Thymectomy
The thymus (or sweetbread) is an organ of the lymphatic system. It is located above the heart in the so-called anterior mediastinum. However, it can also extend over the entire neck. The thymus gland consists of two lobes; in newborns, each lobe is approx. 5 cm long and 2 cm wide. The thymus continues to grow slightly until puberty and is then increasingly replaced by non-functional fatty tissue (so-called involution).
The function of the thymus is to transform or mature special white blood cells (so-called T lymphocytes).
However, the thymus can also form tumors, e.g. thymomas. They are much less common in children than in adults and sometimes occur in connection with a certain disease called myasthenia gravis (myasthenia gravis = autoimmune disease caused by antibodies against skeletal muscles). Occasionally they also occur in immunodeficiency syndromes. Thymomas develop from epithelial cells (covering tissue that covers the inner and outer surfaces of the body) or lymphoid cells. In principle, they have the potential to degenerate into malignant tumors. In the case of malignancy, they must be differentiated from malignant lymphomas.
If a thymoma is diagnosed in children, it should be completely removed. In specialized paediatric surgical Clinical Departments, this can now be done by thoracoscopy.
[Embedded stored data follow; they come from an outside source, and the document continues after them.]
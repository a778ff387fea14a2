//! Script registry: symbolic script names resolved to code hash and cell dep.
//!
//! Built once per invocation, validated against the names an operation needs,
//! and passed explicitly to every builder.

use std::collections::BTreeMap;
use std::path::Path;

use ckb_jsonrpc_types::{DepType, OutPoint as JsonOutPoint, ScriptHashType};
use ckb_types::{
    bytes::Bytes,
    core,
    h256,
    packed::{self, Byte32, CellDep, Script},
    prelude::*,
    H256,
};
use serde::{Deserialize, Serialize};

use crate::error::{Error, Result};

pub const SECP256K1_BLAKE160: &str = "SECP256K1_BLAKE160";
pub const DAO: &str = "DAO";
pub const ICKB_DOMAIN_LOGIC: &str = "ICKB_DOMAIN_LOGIC";
pub const SUDT: &str = "SUDT";

/// Names required to publish code and dep groups.
pub const DEPLOY_SCRIPTS: &[&str] = &[SECP256K1_BLAKE160];
/// Names required by both deposit phases.
pub const DEPOSIT_SCRIPTS: &[&str] = &[SECP256K1_BLAKE160, DAO, ICKB_DOMAIN_LOGIC, SUDT];

pub const SECP256K1_BLAKE160_CODE_HASH: H256 =
    h256!("0x9bd7e06f3ecf4be0f2fcd2188b23f1b9fcc88e5d4b65a8637b17723bbda3cce8");
pub const DAO_CODE_HASH: H256 = h256!("0x82d76d1b75fe2fd9a27dfbaa65a039221a380d76c926f378d3f81cf3e7e13f2e");

#[derive(Clone, Debug, Serialize, Deserialize)]
pub struct ScriptInfo {
    pub code_hash: H256,
    pub hash_type: ScriptHashType,
    pub out_point: JsonOutPoint,
    pub dep_type: DepType,
}

impl ScriptInfo {
    fn packed_hash_type(&self) -> packed::Byte {
        core::ScriptHashType::from(self.hash_type.clone()).into()
    }

    pub fn script(&self, args: Bytes) -> Script {
        Script::new_builder()
            .code_hash(self.code_hash.pack())
            .hash_type(self.packed_hash_type())
            .args(args.pack())
            .build()
    }

    pub fn cell_dep(&self) -> CellDep {
        CellDep::new_builder()
            .out_point(packed::OutPoint::from(self.out_point.clone()))
            .dep_type(core::DepType::from(self.dep_type.clone()).into())
            .build()
    }

    /// Whether `script` runs this code, regardless of its args.
    pub fn runs(&self, script: &Script) -> bool {
        script.code_hash().as_slice() == self.code_hash.as_bytes()
            && script.hash_type().as_slice() == self.packed_hash_type().as_slice()
    }
}

#[derive(Clone, Debug, Default, Serialize, Deserialize)]
pub struct ScriptRegistry {
    scripts: BTreeMap<String, ScriptInfo>,
}

impl ScriptRegistry {
    pub fn new(scripts: BTreeMap<String, ScriptInfo>, required: &[&str]) -> Result<Self> {
        let registry = Self { scripts };
        registry.require(required)?;
        Ok(registry)
    }

    pub fn require(&self, required: &[&str]) -> Result<()> {
        match required.iter().find(|name| !self.scripts.contains_key(**name)) {
            Some(missing) => Err(Error::MissingScript(missing.to_string())),
            None => Ok(()),
        }
    }

    /// Devnet defaults read off the genesis block: the secp256k1 lock dep group
    /// in transaction 1, the DAO type code in transaction 0.
    pub fn devnet(genesis_tx_hashes: &[Byte32]) -> Result<Self> {
        if genesis_tx_hashes.len() < 2 {
            return Err(Error::Config(format!(
                "genesis block has {} transactions, expected at least 2",
                genesis_tx_hashes.len()
            )));
        }
        let mut scripts = BTreeMap::new();
        scripts.insert(
            SECP256K1_BLAKE160.to_string(),
            ScriptInfo {
                code_hash: SECP256K1_BLAKE160_CODE_HASH,
                hash_type: ScriptHashType::Type,
                out_point: packed::OutPoint::new(genesis_tx_hashes[1].clone(), 0).into(),
                dep_type: DepType::DepGroup,
            },
        );
        scripts.insert(
            DAO.to_string(),
            ScriptInfo {
                code_hash: DAO_CODE_HASH,
                hash_type: ScriptHashType::Type,
                out_point: packed::OutPoint::new(genesis_tx_hashes[0].clone(), 2).into(),
                dep_type: DepType::Code,
            },
        );
        Self::new(scripts, DEPLOY_SCRIPTS)
    }

    /// Registry after the iCKB dep group is committed: every script, including the
    /// freshly deployed binaries, resolves through the dep group.
    pub fn with_dep_group(&self, binaries: &[(String, Bytes)], dep_group: &packed::OutPoint) -> Self {
        let out_point: JsonOutPoint = dep_group.clone().into();
        let mut scripts: BTreeMap<String, ScriptInfo> = self
            .scripts
            .iter()
            .map(|(name, info)| {
                let info = ScriptInfo {
                    out_point: out_point.clone(),
                    dep_type: DepType::DepGroup,
                    ..info.clone()
                };
                (name.clone(), info)
            })
            .collect();
        for (name, binary) in binaries {
            scripts.insert(
                name.to_uppercase(),
                ScriptInfo {
                    code_hash: H256(ckb_hash::blake2b_256(binary)),
                    hash_type: ScriptHashType::Data,
                    out_point: out_point.clone(),
                    dep_type: DepType::DepGroup,
                },
            );
        }
        Self { scripts }
    }

    pub fn get(&self, name: &str) -> Result<&ScriptInfo> {
        self.scripts.get(name).ok_or_else(|| Error::MissingScript(name.to_string()))
    }

    /// Script `name` with empty args.
    pub fn script(&self, name: &str) -> Result<Script> {
        Ok(self.get(name)?.script(Bytes::new()))
    }

    pub fn find(&self, script: &Script) -> Option<(&str, &ScriptInfo)> {
        self.scripts
            .iter()
            .find(|(_, info)| info.runs(script))
            .map(|(name, info)| (name.as_str(), info))
    }

    pub fn names(&self) -> impl Iterator<Item = &str> {
        self.scripts.keys().map(String::as_str)
    }

    pub fn load(path: impl AsRef<Path>, required: &[&str]) -> Result<Self> {
        let json = std::fs::read_to_string(path)?;
        let registry: Self = serde_json::from_str(&json)?;
        registry.require(required)?;
        Ok(registry)
    }

    pub fn save(&self, path: impl AsRef<Path>) -> Result<()> {
        std::fs::write(path, serde_json::to_vec_pretty(self)?)?;
        Ok(())
    }
}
The first contact is usually made through an outpatient information meeting in our pediatric surgery outpatient clinic (see below for contact details). Please bring all existing examination results (e.g. X-ray findings or reports from a specialized paediatrician (haematologist, neurologist or rheumatologist)) to the first outpatient information session
In an initial consultation, in which specialist colleagues from the MHH also take part, the treatment options are presented and your questions are discussed in detail. Cross-sectional imaging (computed tomography or magnetic resonance imaging) enables the thymus size (in cm and ml) and its anatomical position to be reliably calculated. The imaging helps the pediatric surgeon to assess which surgical procedure (open by opening the sternum (sternotomy) or thoracoscopic) is the most suitable for your child.
Minimally invasive removal of the thymus usually via thoracoscopy
In children with myasthenia gravis in particular, the thymus can usually be removed via thoracoscopy so that an opening of the sternum (sternotomy) can be avoided. The pediatric surgeon makes a small incision above the chest (from the right or left) through which a thin tube (trocar) is inserted into the chest. Air is blown into the chest cavity through the trocar and a camera is inserted (thoracoscopy). This can be used to inspect the respective right or left chest and the mediastinum. Two further small (0.3 cm) incisions are then made in the chest wall under visualization and further working channels (trocars) are inserted into the chest. The thymus is explored and the blood vessels supplying it are sealed with an electric hook. Finally, the entire thymus gland is removed. It is first placed in a plastic bag specially designed for this operation while still in the chest and then removed directly via the largest trocar. The incisions in the chest are then closed again.
After the procedure, your child will initially remain in the recovery area, where you will be able to sit up in bed again. You will then be transferred to the normal ward. A few hours after the operation, your child will usually be able to eat again. After an uncomplicated thymectomy, an inpatient stay of 2-4 days in hospital is usually sufficient.
As a rule, you will not be seen again for a follow-up examination by us, but by the colleagues who referred you to us for surgery. However, if you still have questions regarding the operation itself or if we consider an earlier follow-up examination with us to be appropriate in individual cases, you can arrange an outpatient appointment at any time.